(Saved entries)
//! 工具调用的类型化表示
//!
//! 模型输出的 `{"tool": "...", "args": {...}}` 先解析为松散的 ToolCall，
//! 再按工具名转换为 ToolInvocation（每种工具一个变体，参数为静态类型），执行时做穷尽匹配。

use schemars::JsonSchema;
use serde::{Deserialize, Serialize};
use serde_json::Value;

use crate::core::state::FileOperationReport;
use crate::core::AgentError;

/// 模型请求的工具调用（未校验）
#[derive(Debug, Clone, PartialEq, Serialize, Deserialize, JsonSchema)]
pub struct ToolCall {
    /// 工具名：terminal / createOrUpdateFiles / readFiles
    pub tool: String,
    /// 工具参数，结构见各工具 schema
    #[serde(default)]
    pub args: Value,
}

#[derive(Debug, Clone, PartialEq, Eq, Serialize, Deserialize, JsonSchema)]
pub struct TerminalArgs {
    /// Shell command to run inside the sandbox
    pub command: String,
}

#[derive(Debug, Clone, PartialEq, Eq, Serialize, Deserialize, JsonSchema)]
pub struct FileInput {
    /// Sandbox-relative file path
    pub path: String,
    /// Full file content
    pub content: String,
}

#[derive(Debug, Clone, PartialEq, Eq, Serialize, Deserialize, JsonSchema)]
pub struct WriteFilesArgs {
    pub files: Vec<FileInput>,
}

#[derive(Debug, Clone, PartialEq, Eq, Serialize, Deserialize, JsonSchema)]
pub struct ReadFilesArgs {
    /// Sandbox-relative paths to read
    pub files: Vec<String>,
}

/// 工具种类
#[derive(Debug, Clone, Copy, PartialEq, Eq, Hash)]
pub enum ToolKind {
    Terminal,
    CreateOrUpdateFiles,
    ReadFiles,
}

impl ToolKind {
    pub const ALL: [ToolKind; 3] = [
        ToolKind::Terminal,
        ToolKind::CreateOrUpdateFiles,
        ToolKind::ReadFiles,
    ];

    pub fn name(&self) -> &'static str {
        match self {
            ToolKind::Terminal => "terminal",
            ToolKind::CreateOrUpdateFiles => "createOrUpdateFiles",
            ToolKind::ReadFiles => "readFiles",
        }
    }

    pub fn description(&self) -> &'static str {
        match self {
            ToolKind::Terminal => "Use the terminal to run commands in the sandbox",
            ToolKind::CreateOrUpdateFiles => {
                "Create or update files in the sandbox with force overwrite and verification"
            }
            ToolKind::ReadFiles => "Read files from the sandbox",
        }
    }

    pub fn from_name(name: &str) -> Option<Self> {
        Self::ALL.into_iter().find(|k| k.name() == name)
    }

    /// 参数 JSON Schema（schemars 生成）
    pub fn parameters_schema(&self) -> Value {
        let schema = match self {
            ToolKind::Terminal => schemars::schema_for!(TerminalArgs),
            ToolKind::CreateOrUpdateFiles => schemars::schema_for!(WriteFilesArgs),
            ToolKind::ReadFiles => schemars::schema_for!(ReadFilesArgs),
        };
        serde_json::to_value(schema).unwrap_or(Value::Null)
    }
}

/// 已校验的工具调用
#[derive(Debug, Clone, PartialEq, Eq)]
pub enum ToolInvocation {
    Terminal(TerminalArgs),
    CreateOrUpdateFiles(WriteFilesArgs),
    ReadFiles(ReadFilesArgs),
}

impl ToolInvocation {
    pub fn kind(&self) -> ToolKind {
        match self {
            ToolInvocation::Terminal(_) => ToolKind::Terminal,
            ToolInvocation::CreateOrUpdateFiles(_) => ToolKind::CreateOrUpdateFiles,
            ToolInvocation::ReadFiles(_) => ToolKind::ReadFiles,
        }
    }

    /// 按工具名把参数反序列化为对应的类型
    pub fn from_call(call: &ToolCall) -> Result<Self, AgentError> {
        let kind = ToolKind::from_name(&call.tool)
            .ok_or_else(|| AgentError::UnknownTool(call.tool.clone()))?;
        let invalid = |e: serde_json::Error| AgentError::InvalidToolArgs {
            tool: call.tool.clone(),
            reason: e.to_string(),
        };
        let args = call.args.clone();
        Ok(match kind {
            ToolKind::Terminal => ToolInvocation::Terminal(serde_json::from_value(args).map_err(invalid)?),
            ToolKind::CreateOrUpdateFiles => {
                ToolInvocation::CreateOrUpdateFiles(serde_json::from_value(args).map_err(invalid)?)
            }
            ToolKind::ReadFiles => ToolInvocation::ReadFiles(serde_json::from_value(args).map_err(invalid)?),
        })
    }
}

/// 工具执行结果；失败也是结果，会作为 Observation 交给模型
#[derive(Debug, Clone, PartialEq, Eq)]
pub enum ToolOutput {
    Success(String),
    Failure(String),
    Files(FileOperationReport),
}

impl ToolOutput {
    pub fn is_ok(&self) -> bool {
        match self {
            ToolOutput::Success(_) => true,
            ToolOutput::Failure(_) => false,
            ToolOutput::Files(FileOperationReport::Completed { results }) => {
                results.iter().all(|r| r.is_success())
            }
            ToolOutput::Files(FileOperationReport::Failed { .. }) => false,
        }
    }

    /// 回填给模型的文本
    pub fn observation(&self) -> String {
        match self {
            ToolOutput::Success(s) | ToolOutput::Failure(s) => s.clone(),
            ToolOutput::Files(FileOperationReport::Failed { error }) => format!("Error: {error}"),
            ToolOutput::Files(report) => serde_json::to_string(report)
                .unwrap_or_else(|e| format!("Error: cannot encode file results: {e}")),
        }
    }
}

— The problem —
Search the entries above for the string "impl". Copy each line that holds it.

— Finished exercise —
impl ToolKind {
impl ToolInvocation {
impl ToolOutput {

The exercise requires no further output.